(Article copied from www.nerdwallet.com)
There is any number of unscrupulous people looking to take advantage of those in financial trouble. Be wary of anyone who promises to lower your interest rate, get rid of your debts or otherwise wave a magic wand that’ll fix your money problems. In particular, keep an eye out for:
Credit card interest rate reduction cold calls. A telemarketer calls you and says he can lower your credit card interest rate – possibly to zero – to a credit card that he’d secure on your behalf. You’d have to pay an advance fee, however, that could be as high as $600. If you get a call like this and you think it’s from a legitimate bank (like Citibank or Chase), hang up and dial the bank’s number directly. Remember that no one can promise you a credit card without a credit check or identity verification.
“An important message concerning your credit card.” If you get a robocall from “Cardholder Services” or something like that, hang up. If you think it might be your bank calling, call their number directly. These spammy robocalls often charge fees for “lowering” your interest rates, but never deliver the promised savings. Remember: Never give out your credit card, financial or personal information over the phone.
Auto loan modification schemes that promise to reduce or eliminate your debt in exchange for an upfront fee. Occasionally, these scammers will tell you to stop paying your auto lender altogether, which leaves you in even worse shape.
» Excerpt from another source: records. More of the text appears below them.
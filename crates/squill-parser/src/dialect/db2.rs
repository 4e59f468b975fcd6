//! Db2 overlay: stored-procedure clauses, `SET OPTION`, and leading-star
//! identifiers in procedure bodies.

use std::rc::Rc;
use std::sync::Arc;

use squill_ast::{
    Assignment, CreateProcedureStatement, DataAccess, Name, Statement,
};

use crate::keywords::{self, KeywordSet};
use crate::parser::{keyword_expected, ParseError, Parser, IDENT_EXPECTED};
use crate::scanner::{is_letter, LexRule, Scanner};
use crate::token::{Token, TokenKind};

/// The Db2 keyword corpus layered over the standard set.
#[must_use]
pub fn keywords() -> KeywordSet {
    let overlay = KeywordSet::from_phrases(&[
        &["label", "on"],
        &["set", "option"],
        &["reads", "sql", "data"],
        &["modifies", "sql", "data"],
        &["contains", "sql"],
        &["deterministic"],
        &["not", "deterministic"],
        &["specific"],
        &["called", "on", "null", "input"],
        &["execute"],
        &["execute", "immediate"],
        &["exit", "handler", "for"],
        &["continue", "handler", "for"],
        &["undo", "handler", "for"],
        &["signal"],
        &["resignal"],
    ]);
    keywords::standard().merge(overlay)
}

/// Build a Db2 parser: merged keywords, star-identifier lexing, and the
/// procedure-definition override.
#[must_use]
pub fn parser(source: impl Into<String>) -> Parser {
    let mut set = keywords();
    set.prepare();
    let set = Arc::new(set);
    let mut scan = Scanner::new(source, Arc::clone(&set));
    scan.register(Rc::new(StarIdent));
    let mut parser = Parser::from_scanner(scan, set);
    parser.dialect = "db2";
    parser.register_statement("CREATE PROCEDURE", parse_create_procedure);
    parser.register_statement("CREATE OR REPLACE PROCEDURE", parse_create_procedure);
    parser
}

/// Db2 register-style identifiers like `*sql` lex as plain identifiers.
pub struct StarIdent;

impl LexRule for StarIdent {
    fn can(&self, curr: u8, peek: u8) -> bool {
        curr == b'*' && is_letter(peek)
    }

    fn scan(&self, scanner: &mut Scanner) -> Token {
        let pos = scanner.position();
        let mut literal = String::from("*");
        scanner.advance();
        while !scanner.done() && scanner.current().is_some_and(is_letter) {
            literal.push(scanner.advance().unwrap_or(b'_') as char);
        }
        Token::new(TokenKind::Ident, literal, pos)
    }
}

fn parse_create_procedure(p: &mut Parser) -> Result<Statement, ParseError> {
    let replace = p.get_curr_literal().contains("OR REPLACE");
    p.next();
    if !p.is(TokenKind::Ident) {
        return Err(p.unexpected("procedure", IDENT_EXPECTED));
    }
    let mut stmt = CreateProcedureStatement {
        replace,
        name: p.get_curr_literal(),
        parameters: Vec::new(),
        language: None,
        deterministic: None,
        data_access: None,
        null_input: false,
        options: Vec::new(),
        body: Vec::new(),
    };
    p.next();
    stmt.parameters = p.parse_procedure_parameters()?;
    if p.is_keyword("LANGUAGE") {
        p.next();
        stmt.language = Some(p.get_curr_literal());
        p.next();
    }
    if p.is_keyword("DETERMINISTIC") || p.is_keyword("NOT DETERMINISTIC") {
        stmt.deterministic = Some(p.is_keyword("DETERMINISTIC"));
        p.next();
    }
    if p.is_keyword("MODIFIES SQL DATA") {
        stmt.data_access = Some(DataAccess::ModifiesSql);
        p.next();
    } else if p.is_keyword("READS SQL DATA") {
        stmt.data_access = Some(DataAccess::ReadsSql);
        p.next();
    } else if p.is_keyword("CONTAINS SQL") {
        stmt.data_access = Some(DataAccess::ContainsSql);
        p.next();
    }
    if p.is_keyword("CALLED ON NULL INPUT") {
        stmt.null_input = true;
        p.next();
    }
    if p.is_keyword("SET OPTION") {
        p.next();
        stmt.options = parse_procedure_options(p)?;
    }
    if !p.is_keyword("BEGIN") {
        return Err(p.unexpected("procedure", keyword_expected("BEGIN")));
    }
    p.next();
    stmt.body = p.parse_body_until(&["END"])?;
    p.next();
    Ok(Statement::CreateProcedure(stmt))
}

fn parse_procedure_options(p: &mut Parser) -> Result<Vec<Assignment>, ParseError> {
    let mut options = Vec::new();
    while !p.done() && p.peek_is(TokenKind::Eq) {
        if !p.is(TokenKind::Ident) && !p.is(TokenKind::Keyword) {
            return Err(p.unexpected("set option", IDENT_EXPECTED));
        }
        let key = Statement::Name(Name::bare(p.get_curr_literal()));
        p.next();
        p.expect("set option", TokenKind::Eq)?;
        let value = Statement::Name(Name::bare(p.get_curr_literal()));
        p.next();
        options.push(Assignment {
            field: key,
            value: Box::new(value),
        });
        if p.is(TokenKind::Comma) {
            p.next();
        }
    }
    Ok(options)
}

#[cfg(test)]
mod tests {
    use super::*;

    #[test]
    fn star_identifiers_lex_in_procedures() {
        let mut scan = crate::dialect::scanner_for("db2", "set option *sqlstate = x").unwrap();
        let mut literals = Vec::new();
        loop {
            let tok = scan.scan();
            if tok.kind == TokenKind::Eof {
                break;
            }
            literals.push((tok.kind, tok.literal));
        }
        assert_eq!(literals[0].1, "SET OPTION");
        assert_eq!(literals[1], (TokenKind::Ident, "*sqlstate".to_string()));
    }

    #[test]
    fn parse_db2_procedure() {
        let sql = "\
create or replace procedure audit_cleanup(in retention int)\n\
language sql\n\
deterministic\n\
modifies sql data\n\
called on null input\n\
begin\n\
  delete from audit_log where age > retention;\n\
end;";
        let mut parser = parser(sql);
        let (stmts, errors) = parser.parse_all();
        assert!(errors.is_empty(), "{errors:?}");
        assert_eq!(stmts.len(), 1);
        match &stmts[0] {
            Statement::CreateProcedure(proc) => {
                assert!(proc.replace);
                assert_eq!(proc.name, "audit_cleanup");
                assert_eq!(proc.language.as_deref(), Some("sql"));
                assert_eq!(proc.deterministic, Some(true));
                assert_eq!(proc.data_access, Some(DataAccess::ModifiesSql));
                assert!(proc.null_input);
                assert_eq!(proc.body.len(), 1);
            }
            other => panic!("expected procedure, got {other:?}"),
        }
    }
}
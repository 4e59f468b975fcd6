//! SQL token types.
//!
//! Unlike lexers that bake every keyword into the token discriminant, the
//! scanner here is keyword-set driven: a `Keyword` token carries the
//! canonical upper-case phrase (`"GROUP BY"`, `"CREATE OR REPLACE
//! PROCEDURE"`) as its literal, so dialects can extend the keyword
//! vocabulary without touching the token model.

use squill_ast::Position;
use std::fmt;

/// Token discriminant.
#[derive(Debug, Clone, Copy, PartialEq, Eq, Hash)]
pub enum TokenKind {
    /// Unquoted or dialect-quoted identifier.
    Ident,
    /// An upper-case keyword phrase from the active keyword set.
    Keyword,
    /// String literal (quotes stripped, doubled-quote escapes resolved).
    Literal,
    /// Numeric literal (integer, decimal, optional exponent).
    Number,
    /// Anonymous `?` placeholder.
    Placeholder,
    /// `:name` placeholder; the literal is the name.
    NamedHolder,
    /// `$n` placeholder; the literal is the position.
    PositionHolder,
    /// `--` or `/* */` comment; the literal is the trimmed body.
    Comment,
    /// `#WORD` macro introducer; the literal is the upper-cased word.
    Macro,

    Lparen,
    Rparen,
    Comma,
    Dot,
    Star,

    Plus,
    Minus,
    Slash,
    Eq,
    /// `<>` or `!=`.
    Ne,
    Lt,
    Le,
    Gt,
    Ge,
    /// `||`.
    Concat,
    /// `->`, used for named procedure arguments.
    Arrow,

    /// Statement terminator `;`.
    Eol,
    /// End of the input stream.
    Eof,
    /// Lexically invalid input at this position.
    Invalid,
}

/// A scanned token: discriminant, source literal and position.
#[derive(Debug, Clone, PartialEq, Eq)]
pub struct Token {
    pub kind: TokenKind,
    pub literal: String,
    pub pos: Position,
}

impl Token {
    #[must_use]
    pub fn new(kind: TokenKind, literal: impl Into<String>, pos: Position) -> Self {
        Self {
            kind,
            literal: literal.into(),
            pos,
        }
    }

    #[must_use]
    pub fn eof(pos: Position) -> Self {
        Self::new(TokenKind::Eof, "", pos)
    }

    /// Whether the token can stand for a value-ish item in column lists and
    /// aliases (identifier, string literal or number).
    #[must_use]
    pub fn is_value(&self) -> bool {
        matches!(
            self.kind,
            TokenKind::Ident | TokenKind::Literal | TokenKind::Number
        )
    }

    /// The handler-table key for this token. Keywords are distinguished by
    /// their phrase; every other kind maps to a literal-less symbol.
    #[must_use]
    pub fn symbol(&self) -> Symbol {
        match self.kind {
            TokenKind::Keyword => Symbol::keyword(&self.literal),
            kind => Symbol::of(kind),
        }
    }
}

impl fmt::Display for Token {
    fn fmt(&self, f: &mut fmt::Formatter<'_>) -> fmt::Result {
        match self.kind {
            TokenKind::Eof => f.write_str("<eof>"),
            TokenKind::Eol => f.write_str(";"),
            TokenKind::Literal => write!(f, "'{}'", self.literal),
            _ => f.write_str(&self.literal),
        }
    }
}

/// Key for the prefix/infix handler tables: a token kind plus, for keywords
/// only, the keyword phrase.
#[derive(Debug, Clone, PartialEq, Eq, Hash)]
pub struct Symbol {
    pub kind: TokenKind,
    pub literal: String,
}

impl Symbol {
    /// A symbol for a non-keyword token kind.
    #[must_use]
    pub fn of(kind: TokenKind) -> Self {
        Self {
            kind,
            literal: String::new(),
        }
    }

    /// A symbol for a specific keyword phrase.
    #[must_use]
    pub fn keyword(phrase: &str) -> Self {
        Self {
            kind: TokenKind::Keyword,
            literal: phrase.to_ascii_uppercase(),
        }
    }
}

/// Well-known keyword constants used as token literals.
pub mod kw {
    pub const TRUE: &str = "TRUE";
    pub const FALSE: &str = "FALSE";
    pub const UNKNOWN: &str = "UNKNOWN";
    pub const NULL: &str = "NULL";
    pub const DEFAULT: &str = "DEFAULT";
}

#[cfg(test)]
mod tests {
    use super::*;

    #[test]
    fn keyword_symbols_carry_their_phrase() {
        let tok = Token::new(TokenKind::Keyword, "GROUP BY", Position::default());
        assert_eq!(tok.symbol(), Symbol::keyword("group by"));

        let tok = Token::new(TokenKind::Plus, "+", Position::default());
        assert_eq!(tok.symbol(), Symbol::of(TokenKind::Plus));
        assert!(tok.symbol().literal.is_empty());
    }

    #[test]
    fn value_tokens() {
        let ident = Token::new(TokenKind::Ident, "x", Position::default());
        let num = Token::new(TokenKind::Number, "1", Position::default());
        let comma = Token::new(TokenKind::Comma, ",", Position::default());
        assert!(ident.is_value());
        assert!(num.is_value());
        assert!(!comma.is_value());
    }
}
Debt relief cold calls. A telemarketer calls, offering to reduce your debts for an upfront fee. She promises to refund the fee if your debt isn’t lowered. But not only does the “debt relief” company not actually do anything to lessen your debt burden, it pockets your fees and sometimes even makes illegal charges to your credit card.
Credit repair clinics. Some companies promise to “clean up” your credit by erasing missed payments or loans. Remember: No one can remove accurate information from your credit report, and you can fix inaccurate information for free. Federal law prohibits these clinics from charging a fee until the service is performed.